======== DATA PROVIDED ========

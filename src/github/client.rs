//! Octocrab client wrapper scoped to an organization.
//!
//! `GitHubClient` authenticates as a GitHub App installation of one
//! organization. All repository arguments are repository names within that
//! organization.

use std::fmt;
use std::path::PathBuf;

use jsonwebtoken::EncodingKey;
use octocrab::Octocrab;
use octocrab::models::{AppId, InstallationId};
use serde::Serialize;
use serde::de::DeserializeOwned;
use tracing::debug;

use crate::git::RemoteUrl;

use super::error::GitHubApiError;
use super::models::{
    InstallationToken, IssueComment, NewPullRequest, NewTeam, PermissionLevel, PullRequest,
    PullRequestFilter, Release, ReleaseRequest, Team, TeamPermission,
};

const PER_PAGE: usize = 100;

/// Where git credentials come from.
#[derive(Clone)]
enum TokenSource {
    /// Mint a fresh installation token per request.
    App {
        app: Octocrab,
        installation: InstallationId,
    },
    /// A fixed token.
    Static(String),
}

/// A GitHub API client scoped to an organization.
#[derive(Clone)]
pub struct GitHubClient {
    organization: String,
    api: Octocrab,
    tokens: TokenSource,
    /// Directory of bare repositories used instead of github.com for git.
    local_remotes: Option<PathBuf>,
}

#[derive(Serialize)]
struct Page<'a, F: Serialize> {
    #[serde(flatten)]
    filter: &'a F,
    per_page: usize,
    page: u32,
}

impl GitHubClient {
    /// Authenticates as the GitHub App and looks up its installation in
    /// `organization`.
    pub async fn new_app(
        organization: impl Into<String>,
        app_id: u64,
        private_key_pem: &[u8],
    ) -> Result<Self, GitHubApiError> {
        let organization = organization.into();
        let key = EncodingKey::from_rsa_pem(private_key_pem).map_err(|e| {
            GitHubApiError::without_source(format!("invalid GitHub App private key: {}", e))
        })?;

        let app = Octocrab::builder().app(AppId(app_id), key).build()?;
        let installation = app.apps().get_org_installation(&organization).await?;
        let api = app.installation(installation.id)?;

        debug!(
            organization = %organization,
            installation_id = installation.id.into_inner(),
            "authenticated as GitHub App installation"
        );

        Ok(Self {
            organization,
            api,
            tokens: TokenSource::App {
                app,
                installation: installation.id,
            },
            local_remotes: None,
        })
    }

    /// Creates a client from a pre-configured Octocrab instance and a fixed
    /// git token.
    pub fn with_token(
        organization: impl Into<String>,
        api: Octocrab,
        token: impl Into<String>,
    ) -> Self {
        Self {
            organization: organization.into(),
            api,
            tokens: TokenSource::Static(token.into()),
            local_remotes: None,
        }
    }

    /// Resolves git remotes to `<dir>/<repo>.git` instead of github.com.
    #[cfg(test)]
    pub(crate) fn with_local_remotes(mut self, dir: impl Into<PathBuf>) -> Self {
        self.local_remotes = Some(dir.into());
        self
    }

    pub fn organization(&self) -> &str {
        &self.organization
    }

    /// Returns a reference to the underlying octocrab client.
    pub fn inner(&self) -> &Octocrab {
        &self.api
    }

    // ─── Credentials ──────────────────────────────────────────────────────

    /// Mints a short-lived installation token.
    pub async fn installation_token(&self) -> Result<String, GitHubApiError> {
        match &self.tokens {
            TokenSource::App { app, installation } => {
                let route = format!(
                    "/app/installations/{}/access_tokens",
                    installation.into_inner()
                );
                let token: InstallationToken = app.post(route, None::<&()>).await?;
                Ok(token.token)
            }
            TokenSource::Static(token) => Ok(token.clone()),
        }
    }

    /// An authenticated clone URL for `repo` in the organization.
    pub async fn remote_url(&self, repo: &str) -> Result<RemoteUrl, GitHubApiError> {
        if let Some(dir) = &self.local_remotes {
            let path = dir.join(format!("{}.git", repo));
            return Ok(RemoteUrl::new(path.to_string_lossy()));
        }
        let token = self.installation_token().await?;
        Ok(RemoteUrl::github(&self.organization, repo, &token))
    }

    /// A clone URL for a repository outside the organization, such as the
    /// head repository of a fork. `full_name` is `<owner>/<repo>`.
    pub fn public_remote_url(&self, full_name: &str) -> RemoteUrl {
        if let Some(dir) = &self.local_remotes {
            let path = dir.join(format!("{}.git", full_name.replace('/', "__")));
            return RemoteUrl::new(path.to_string_lossy());
        }
        RemoteUrl::new(format!("https://github.com/{}.git", full_name))
    }

    // ─── Pull Requests ────────────────────────────────────────────────────

    pub async fn list_pull_requests(
        &self,
        repo: &str,
        filter: &PullRequestFilter,
    ) -> Result<Vec<PullRequest>, GitHubApiError> {
        let route = format!("/repos/{}/{}/pulls", self.organization, repo);
        self.get_all(&route, filter).await
    }

    pub async fn get_pull_request(
        &self,
        repo: &str,
        number: u64,
    ) -> Result<PullRequest, GitHubApiError> {
        let route = format!("/repos/{}/{}/pulls/{}", self.organization, repo, number);
        Ok(self.api.get(route, None::<&()>).await?)
    }

    pub async fn create_pull_request(
        &self,
        repo: &str,
        pr: &NewPullRequest,
    ) -> Result<PullRequest, GitHubApiError> {
        let route = format!("/repos/{}/{}/pulls", self.organization, repo);
        Ok(self.api.post(route, Some(pr)).await?)
    }

    /// Sets a pull request's state (`open` or `closed`).
    pub async fn edit_pull_request_state(
        &self,
        repo: &str,
        number: u64,
        state: &str,
    ) -> Result<PullRequest, GitHubApiError> {
        let route = format!("/repos/{}/{}/pulls/{}", self.organization, repo, number);
        let body = serde_json::json!({ "state": state });
        Ok(self.api.patch(route, Some(&body)).await?)
    }

    // ─── Comments ─────────────────────────────────────────────────────────

    pub async fn create_issue_comment(
        &self,
        repo: &str,
        number: u64,
        body: &str,
    ) -> Result<IssueComment, GitHubApiError> {
        let route = format!(
            "/repos/{}/{}/issues/{}/comments",
            self.organization, repo, number
        );
        let body = serde_json::json!({ "body": body });
        Ok(self.api.post(route, Some(&body)).await?)
    }

    /// Lists all comments of an issue or pull request, newest first.
    pub async fn list_issue_comments_desc(
        &self,
        repo: &str,
        number: u64,
    ) -> Result<Vec<IssueComment>, GitHubApiError> {
        let route = format!(
            "/repos/{}/{}/issues/{}/comments",
            self.organization, repo, number
        );
        let mut comments: Vec<IssueComment> = self.get_all(&route, &()).await?;
        comments.sort_by(|a, b| b.created_at.cmp(&a.created_at).then(b.id.cmp(&a.id)));
        Ok(comments)
    }

    /// Adds a reaction (`+1`, `rocket`, `eyes`, ...) to an issue comment.
    pub async fn add_issue_comment_reaction(
        &self,
        repo: &str,
        comment_id: u64,
        content: &str,
    ) -> Result<(), GitHubApiError> {
        let route = format!(
            "/repos/{}/{}/issues/comments/{}/reactions",
            self.organization, repo, comment_id
        );
        let body = serde_json::json!({ "content": content });
        let _: serde_json::Value = self.api.post(route, Some(&body)).await?;
        Ok(())
    }

    // ─── Releases ─────────────────────────────────────────────────────────

    pub async fn list_releases(&self, repo: &str) -> Result<Vec<Release>, GitHubApiError> {
        let route = format!("/repos/{}/{}/releases", self.organization, repo);
        self.get_all(&route, &()).await
    }

    /// The latest published, non-prerelease release, if any.
    pub async fn latest_release(&self, repo: &str) -> Result<Option<Release>, GitHubApiError> {
        let route = format!("/repos/{}/{}/releases/latest", self.organization, repo);
        match self.api.get(route, None::<&()>).await {
            Ok(release) => Ok(Some(release)),
            Err(e) => {
                let err = GitHubApiError::from_octocrab(e);
                if err.is_not_found() { Ok(None) } else { Err(err) }
            }
        }
    }

    pub async fn create_release(
        &self,
        repo: &str,
        release: &ReleaseRequest,
    ) -> Result<Release, GitHubApiError> {
        let route = format!("/repos/{}/{}/releases", self.organization, repo);
        Ok(self.api.post(route, Some(release)).await?)
    }

    pub async fn edit_release(
        &self,
        repo: &str,
        id: u64,
        release: &ReleaseRequest,
    ) -> Result<Release, GitHubApiError> {
        let route = format!("/repos/{}/{}/releases/{}", self.organization, repo, id);
        Ok(self.api.patch(route, Some(release)).await?)
    }

    // ─── Teams & Permissions ──────────────────────────────────────────────

    pub async fn create_team(&self, team: &NewTeam) -> Result<Team, GitHubApiError> {
        let route = format!("/orgs/{}/teams", self.organization);
        Ok(self.api.post(route, Some(team)).await?)
    }

    /// Grants `team_slug` access to `repo`.
    pub async fn add_team_repository(
        &self,
        team_slug: &str,
        repo: &str,
        permission: TeamPermission,
    ) -> Result<(), GitHubApiError> {
        self.api
            .teams(&self.organization)
            .repos(team_slug)
            .add_or_update(&self.organization, repo, permission.to_octocrab())
            .await?;
        Ok(())
    }

    /// The permission level (`admin`, `write`, `read`, `none`) of `user` on
    /// `repo`.
    pub async fn user_permission(&self, repo: &str, user: &str) -> Result<String, GitHubApiError> {
        let route = format!(
            "/repos/{}/{}/collaborators/{}/permission",
            self.organization, repo, user
        );
        let level: PermissionLevel = self.api.get(route, None::<&()>).await?;
        Ok(level.permission)
    }

    // ─── Helpers ──────────────────────────────────────────────────────────

    /// Follows page numbers until a short page is returned.
    async fn get_all<T, F>(&self, route: &str, filter: &F) -> Result<Vec<T>, GitHubApiError>
    where
        T: DeserializeOwned,
        F: Serialize,
    {
        let mut page = 1u32;
        let mut all = Vec::new();

        loop {
            let params = Page {
                filter,
                per_page: PER_PAGE,
                page,
            };
            let items: Vec<T> = self.api.get(route, Some(&params)).await?;
            let is_last_page = items.len() < PER_PAGE;
            all.extend(items);

            if is_last_page {
                break;
            }
            page += 1;
        }

        Ok(all)
    }
}

impl fmt::Debug for GitHubClient {
    fn fmt(&self, f: &mut fmt::Formatter<'_>) -> fmt::Result {
        f.debug_struct("GitHubClient")
            .field("organization", &self.organization)
            .finish_non_exhaustive()
    }
}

========

### THE TASK
Restate the material word for word, but only from its first line through the line containing "let key = EncodingKey::from_rsa_pem(private_key_pem).map_err(|e|".

### WRITTEN ANSWER
filename src/github/client.rs
//! Octocrab client wrapper scoped to an organization.
//!
//! `GitHubClient` authenticates as a GitHub App installation of one
//! organization. All repository arguments are repository names within that
//! organization.

use std::fmt;
use std::path::PathBuf;

use jsonwebtoken::EncodingKey;
use octocrab::Octocrab;
use octocrab::models::{AppId, InstallationId};
use serde::Serialize;
use serde::de::DeserializeOwned;
use tracing::debug;

use crate::git::RemoteUrl;

use super::error::GitHubApiError;
use super::models::{
    InstallationToken, IssueComment, NewPullRequest, NewTeam, PermissionLevel, PullRequest,
    PullRequestFilter, Release, ReleaseRequest, Team, TeamPermission,
};

const PER_PAGE: usize = 100;

/// Where git credentials come from.
#[derive(Clone)]
enum TokenSource {
    /// Mint a fresh installation token per request.
    App {
        app: Octocrab,
        installation: InstallationId,
    },
    /// A fixed token.
    Static(String),
}

/// A GitHub API client scoped to an organization.
#[derive(Clone)]
pub struct GitHubClient {
    organization: String,
    api: Octocrab,
    tokens: TokenSource,
    /// Directory of bare repositories used instead of github.com for git.
    local_remotes: Option<PathBuf>,
}

#[derive(Serialize)]
struct Page<'a, F: Serialize> {
    #[serde(flatten)]
    filter: &'a F,
    per_page: usize,
    page: u32,
}

impl GitHubClient {
    /// Authenticates as the GitHub App and looks up its installation in
    /// `organization`.
    pub async fn new_app(
        organization: impl Into<String>,
        app_id: u64,
        private_key_pem: &[u8],
    ) -> Result<Self, GitHubApiError> {
        let organization = organization.into();
        let key = EncodingKey::from_rsa_pem(private_key_pem).map_err(|e| {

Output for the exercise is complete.